* [Exercise]:
Within the material, how many of the lines include the word "sixteen"? State only that number.

* [Records shown]:
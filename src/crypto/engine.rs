// Copyright (c) 2026 Bountyy Oy. All rights reserved.
// This software is proprietary and confidential.

//! AES-256-CBC engine keyed by a SHA-256 passphrase digest

use aes::cipher::block_padding::Pkcs7;
use aes::cipher::{BlockDecryptMut, BlockEncryptMut, KeyIvInit};
use aes::Aes256;
use rand::rngs::OsRng;
use rand::RngCore;
use sha2::{Digest, Sha256};

use super::payload::CipherPayload;
use super::{BLOCK_SIZE, KEY_SIZE};
use crate::error::{Error, Result};

type Aes256CbcEnc = cbc::Encryptor<Aes256>;
type Aes256CbcDec = cbc::Decryptor<Aes256>;

/// Derive the AES key from a passphrase
///
/// Plain SHA-256 of the UTF-8 bytes: no salt, no stretching. The passphrase is
/// the whole secret.
pub fn derive_key(passphrase: &str) -> [u8; KEY_SIZE] {
    Sha256::digest(passphrase.as_bytes()).into()
}

/// Encrypt `plaintext` under `passphrase`, returning `base64(IV || ciphertext)`
pub fn encrypt(plaintext: &str, passphrase: &str) -> Result<String> {
    CryptoEngine::new(passphrase).encrypt(plaintext)
}

/// Decrypt a base64 payload produced by [`encrypt`]
pub fn decrypt(payload: &str, passphrase: &str) -> Result<String> {
    CryptoEngine::new(passphrase).decrypt(payload)
}

/// Cipher bound to one derived key
#[derive(Clone)]
pub struct CryptoEngine {
    key: [u8; KEY_SIZE],
}

impl std::fmt::Debug for CryptoEngine {
    fn fmt(&self, f: &mut std::fmt::Formatter<'_>) -> std::fmt::Result {
        f.debug_struct("CryptoEngine").finish_non_exhaustive()
    }
}

impl CryptoEngine {
    /// Create an engine for a passphrase
    pub fn new(passphrase: &str) -> Self {
        Self {
            key: derive_key(passphrase),
        }
    }

    /// Encrypt to the base64 wire format
    pub fn encrypt(&self, plaintext: &str) -> Result<String> {
        Ok(self.encrypt_payload(plaintext)?.to_base64())
    }

    /// Encrypt with a fresh random IV
    pub fn encrypt_payload(&self, plaintext: &str) -> Result<CipherPayload> {
        let mut iv = [0u8; BLOCK_SIZE];
        OsRng
            .try_fill_bytes(&mut iv)
            .map_err(|e| Error::crypto(format!("random source unavailable: {}", e)))?;
        self.encrypt_with_iv(plaintext, iv)
    }

    /// Encrypt with a caller-chosen IV
    pub fn encrypt_with_iv(&self, plaintext: &str, iv: [u8; BLOCK_SIZE]) -> Result<CipherPayload> {
        let cipher = Aes256CbcEnc::new_from_slices(&self.key, &iv)
            .map_err(|e| Error::crypto(format!("cipher init failed: {}", e)))?;
        let ciphertext = cipher.encrypt_padded_vec_mut::<Pkcs7>(plaintext.as_bytes());
        Ok(CipherPayload::new(iv, &ciphertext))
    }

    /// Decrypt the base64 wire format
    pub fn decrypt(&self, payload: &str) -> Result<String> {
        self.decrypt_payload(&CipherPayload::from_base64(payload)?)
    }

    /// Decrypt an already decoded payload
    pub fn decrypt_payload(&self, payload: &CipherPayload) -> Result<String> {
        let ciphertext = payload.ciphertext();
        if ciphertext.is_empty() || ciphertext.len() % BLOCK_SIZE != 0 {
            return Err(Error::crypto(format!(
                "ciphertext length {} is not a positive multiple of {}",
                ciphertext.len(),
                BLOCK_SIZE
            )));
        }

        let cipher = Aes256CbcDec::new_from_slices(&self.key, payload.iv())
            .map_err(|e| Error::crypto(format!("cipher init failed: {}", e)))?;
        let plaintext = cipher
            .decrypt_padded_vec_mut::<Pkcs7>(ciphertext)
            .map_err(|_| Error::crypto("bad padding"))?;

        String::from_utf8(plaintext)
            .map_err(|e| Error::crypto(format!("plaintext is not UTF-8: {}", e)))
    }
}

#[cfg(test)]
mod tests {
    use super::*;

    const SEED: &str = "tenant/app+AA:BB:CC:DD:EE:FF";

    #[test]
    fn test_key_derivation_is_sha256() {
        // sha256("abc")
        let key = derive_key("abc");
        assert_eq!(key[0], 0xba);
        assert_eq!(key[1], 0x78);
        assert_eq!(key[31], 0xad);
        assert_eq!(derive_key("abc"), key);
        assert_ne!(derive_key("abd"), key);
    }

    #[test]
    fn test_round_trip() {
        for plaintext in [
            "",
            "hello",
            "exactly sixteen!",
            "{\"relay\":1,\"channel\":\"A140\"}",
            "房客 App API 測試工具",
            "emoji 🔌⚡",
        ] {
            let encrypted = encrypt(plaintext, SEED).unwrap();
            assert_eq!(decrypt(&encrypted, SEED).unwrap(), plaintext);
        }
    }

    #[test]
    fn test_payload_layout() {
        let engine = CryptoEngine::new(SEED);
        let payload = engine.encrypt_payload("exactly sixteen!").unwrap();

        // one IV block plus the plaintext block plus a full padding block
        assert_eq!(payload.len(), BLOCK_SIZE * 3);
        assert_eq!(payload.ciphertext().len() % BLOCK_SIZE, 0);
    }

    #[test]
    fn test_fresh_iv_each_time() {
        let engine = CryptoEngine::new(SEED);
        let a = engine.encrypt("same text").unwrap();
        let b = engine.encrypt("same text").unwrap();
        assert_ne!(a, b);
        assert_eq!(engine.decrypt(&a).unwrap(), engine.decrypt(&b).unwrap());
    }

    #[test]
    fn test_fixed_iv_is_deterministic() {
        let engine = CryptoEngine::new(SEED);
        let a = engine.encrypt_with_iv("payload", [3u8; BLOCK_SIZE]).unwrap();
        let b = engine.encrypt_with_iv("payload", [3u8; BLOCK_SIZE]).unwrap();
        assert_eq!(a, b);
    }

    #[test]
    fn test_tampered_ciphertext_never_returns_original() {
        let engine = CryptoEngine::new(SEED);
        let original = "a message spanning more than a single AES block";
        let payload = engine.encrypt_payload(original).unwrap();

        for index in BLOCK_SIZE..payload.len() {
            let mut bytes = payload.as_bytes().to_vec();
            bytes[index] ^= 0x01;
            let tampered = CipherPayload::from_bytes(bytes).unwrap();
            match engine.decrypt_payload(&tampered) {
                Ok(text) => assert_ne!(text, original),
                Err(e) => assert!(e.is_crypto()),
            }
        }
    }

    #[test]
    fn test_wrong_passphrase_never_returns_original() {
        let encrypted = encrypt("secret relay command", SEED).unwrap();
        match decrypt(&encrypted, "another seed") {
            Ok(text) => assert_ne!(text, "secret relay command"),
            Err(e) => assert!(e.is_crypto()),
        }
    }

    #[test]
    fn test_malformed_payloads_fail() {
        use base64::engine::general_purpose::STANDARD;
        use base64::Engine;

        assert!(decrypt("%%%", SEED).unwrap_err().is_crypto());
        // IV only, no ciphertext
        assert!(decrypt(&STANDARD.encode([0u8; BLOCK_SIZE]), SEED)
            .unwrap_err()
            .is_crypto());
        // ciphertext not block aligned
        assert!(decrypt(&STANDARD.encode([0u8; BLOCK_SIZE + 5]), SEED)
            .unwrap_err()
            .is_crypto());
    }
}
// Copyright (c) 2026 Bountyy Oy. All rights reserved.
// This software is proprietary and confidential.

//! Request fields for each API action
//!
//! The API script dispatches on the `d` field (domain) and, where a domain has
//! several operations, the `m` field (manipulation).

use std::fmt;
use std::str::FromStr;

use crate::error::{Error, Result};
use crate::http::RequestSpec;

/// App id reported at login
pub const DEFAULT_APP_ID: &str = "com.dae.TenantAppPub";

/// App version reported at login
pub const DEFAULT_APP_VERSION: &str = "1.2.6";

/// Interface language
#[derive(Debug, Clone, Copy, PartialEq, Eq, Default)]
pub enum LangCode {
    #[default]
    English,
    TraditionalChinese,
}

impl LangCode {
    pub fn as_str(&self) -> &'static str {
        match self {
            LangCode::English => "en",
            LangCode::TraditionalChinese => "zh-TW",
        }
    }
}

impl FromStr for LangCode {
    type Err = Error;

    fn from_str(s: &str) -> Result<Self> {
        match s {
            "en" | "English" => Ok(LangCode::English),
            "zh-TW" | "zh" | "正體中文" => Ok(LangCode::TraditionalChinese),
            other => Err(Error::Config(format!("unknown language '{}'", other))),
        }
    }
}

/// Login form
#[derive(Debug, Clone)]
pub struct LoginParams {
    pub username: String,
    pub password: String,
    pub user_code: String,
    pub app_id: String,
    pub app_version: String,
    pub lang: LangCode,
}

impl LoginParams {
    pub fn new(
        username: impl Into<String>,
        password: impl Into<String>,
        user_code: impl Into<String>,
    ) -> Self {
        Self {
            username: username.into(),
            password: password.into(),
            user_code: user_code.into(),
            app_id: DEFAULT_APP_ID.to_string(),
            app_version: DEFAULT_APP_VERSION.to_string(),
            lang: LangCode::default(),
        }
    }

    /// Set the app id
    pub fn app_id(mut self, app_id: impl Into<String>) -> Self {
        self.app_id = app_id.into();
        self
    }

    /// Set the app version
    pub fn app_version(mut self, app_version: impl Into<String>) -> Self {
        self.app_version = app_version.into();
        self
    }

    /// Set the language
    pub fn lang(mut self, lang: LangCode) -> Self {
        self.lang = lang;
        self
    }
}

/// Real-time meter reading scope
#[derive(Debug, Clone, Copy, PartialEq, Eq)]
pub enum DataQuery {
    Consumption,
    ChannelsConsumption,
    RoomConsumption,
}

impl DataQuery {
    pub fn as_str(&self) -> &'static str {
        match self {
            DataQuery::Consumption => "consumption",
            DataQuery::ChannelsConsumption => "channels-consumption",
            DataQuery::RoomConsumption => "room-consumption",
        }
    }
}

impl FromStr for DataQuery {
    type Err = Error;

    fn from_str(s: &str) -> Result<Self> {
        match s {
            "consumption" => Ok(DataQuery::Consumption),
            "channels-consumption" => Ok(DataQuery::ChannelsConsumption),
            "room-consumption" => Ok(DataQuery::RoomConsumption),
            other => Err(Error::Config(format!("unknown data query '{}'", other))),
        }
    }
}

impl fmt::Display for DataQuery {
    fn fmt(&self, f: &mut fmt::Formatter<'_>) -> fmt::Result {
        f.write_str(self.as_str())
    }
}

/// Meter binding operation
#[derive(Debug, Clone, PartialEq, Eq)]
pub enum DeviceBinding {
    List,
    Bind { device_code: String },
    Unbind { device_code: String },
    Query { channel_name: String },
}

impl DeviceBinding {
    pub fn manipulate(&self) -> &'static str {
        match self {
            DeviceBinding::List => "list",
            DeviceBinding::Bind { .. } => "bind",
            DeviceBinding::Unbind { .. } => "unbind",
            DeviceBinding::Query { .. } => "query",
        }
    }
}

/// `d=login`
pub fn login(params: &LoginParams) -> RequestSpec {
    RequestSpec::new()
        .field("d", "login")
        .field("username", params.username.as_str())
        .field("password", params.password.as_str())
        .field("user-code", params.user_code.as_str())
        .field("app-id", params.app_id.as_str())
        .field("app-version", params.app_version.as_str())
        .field("lang-code", params.lang.as_str())
}

/// `d=logout`
pub fn logout(username: &str) -> RequestSpec {
    RequestSpec::new().field("d", "logout").field("username", username)
}

/// `d=data`
pub fn data(username: &str, query: DataQuery) -> RequestSpec {
    RequestSpec::new()
        .field("d", "data")
        .field("m", query.as_str())
        .field("username", username)
}

/// `d=device-binding`
pub fn device_binding(username: &str, op: &DeviceBinding) -> RequestSpec {
    let spec = RequestSpec::new()
        .field("d", "device-binding")
        .field("m", op.manipulate())
        .field("username", username);

    match op {
        DeviceBinding::List => spec,
        DeviceBinding::Bind { device_code } | DeviceBinding::Unbind { device_code } => {
            spec.field("device-code", device_code.as_str())
        }
        DeviceBinding::Query { channel_name } => spec.field("channel-name", channel_name.as_str()),
    }
}

/// `d=refund-report`
pub fn refund_report(username: &str) -> RequestSpec {
    RequestSpec::new().field("d", "refund-report").field("username", username)
}

/// `d=credit-report`
pub fn credit_report(username: &str) -> RequestSpec {
    RequestSpec::new().field("d", "credit-report").field("username", username)
}

/// `d=refund-issue`; `manipulate` is passed through as given
pub fn refund_issue(username: &str, manipulate: &str, device_code: &str) -> RequestSpec {
    RequestSpec::new()
        .field("d", "refund-issue")
        .field("m", manipulate)
        .field("username", username)
        .field("device-code", device_code)
}

/// `d=refund-agree`, a roommate's answer to a refund request
pub fn refund_agree(username: &str, refund_code: &str, agree: bool) -> RequestSpec {
    RequestSpec::new()
        .field("d", "refund-agree")
        .field("username", username)
        .field("refund-code", refund_code)
        .field("agree", if agree { "1" } else { "0" })
}

#[cfg(test)]
mod tests {
    use super::*;

    #[test]
    fn test_login_fields() {
        let params = LoginParams::new("tenant@example.com", "pw", "2119270014")
            .lang(LangCode::TraditionalChinese);
        let spec = login(&params);

        assert_eq!(spec.get("d"), Some("login"));
        assert_eq!(spec.get("app-id"), Some(DEFAULT_APP_ID));
        assert_eq!(spec.get("app-version"), Some(DEFAULT_APP_VERSION));
        assert_eq!(spec.get("lang-code"), Some("zh-TW"));
        assert_eq!(spec.len(), 7);
    }

    #[test]
    fn test_device_binding_fields() {
        let list = device_binding("u", &DeviceBinding::List);
        assert_eq!(list.encode(), "d=device-binding&m=list&username=u");

        let bind = device_binding(
            "u",
            &DeviceBinding::Bind {
                device_code: "1301907119005".to_string(),
            },
        );
        assert_eq!(bind.get("device-code"), Some("1301907119005"));
        assert_eq!(bind.get("channel-name"), None);

        let query = device_binding(
            "u",
            &DeviceBinding::Query {
                channel_name: "A140".to_string(),
            },
        );
        assert_eq!(query.get("m"), Some("query"));
        assert_eq!(query.get("channel-name"), Some("A140"));
        assert_eq!(query.get("device-code"), None);
    }

    #[test]
    fn test_data_query_parse() {
        assert_eq!(
            "channels-consumption".parse::<DataQuery>().unwrap(),
            DataQuery::ChannelsConsumption
        );
        assert!("bogus".parse::<DataQuery>().is_err());
        assert_eq!(data("u", DataQuery::RoomConsumption).get("m"), Some("room-consumption"));
    }

    #[test]
    fn test_refund_agree_flag() {
        assert_eq!(refund_agree("u", "R1", true).get("agree"), Some("1"));
        assert_eq!(refund_agree("u", "R1", false).get("agree"), Some("0"));
    }

    #[test]
    fn test_simple_reports() {
        assert_eq!(logout("u").encode(), "d=logout&username=u");
        assert_eq!(refund_report("u").get("d"), Some("refund-report"));
        assert_eq!(credit_report("u").get("d"), Some("credit-report"));
        assert_eq!(
            refund_issue("u", "issue", "1301907119005").encode(),
            "d=refund-issue&m=issue&username=u&device-code=1301907119005"
        );
    }
}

* [Reply]:
2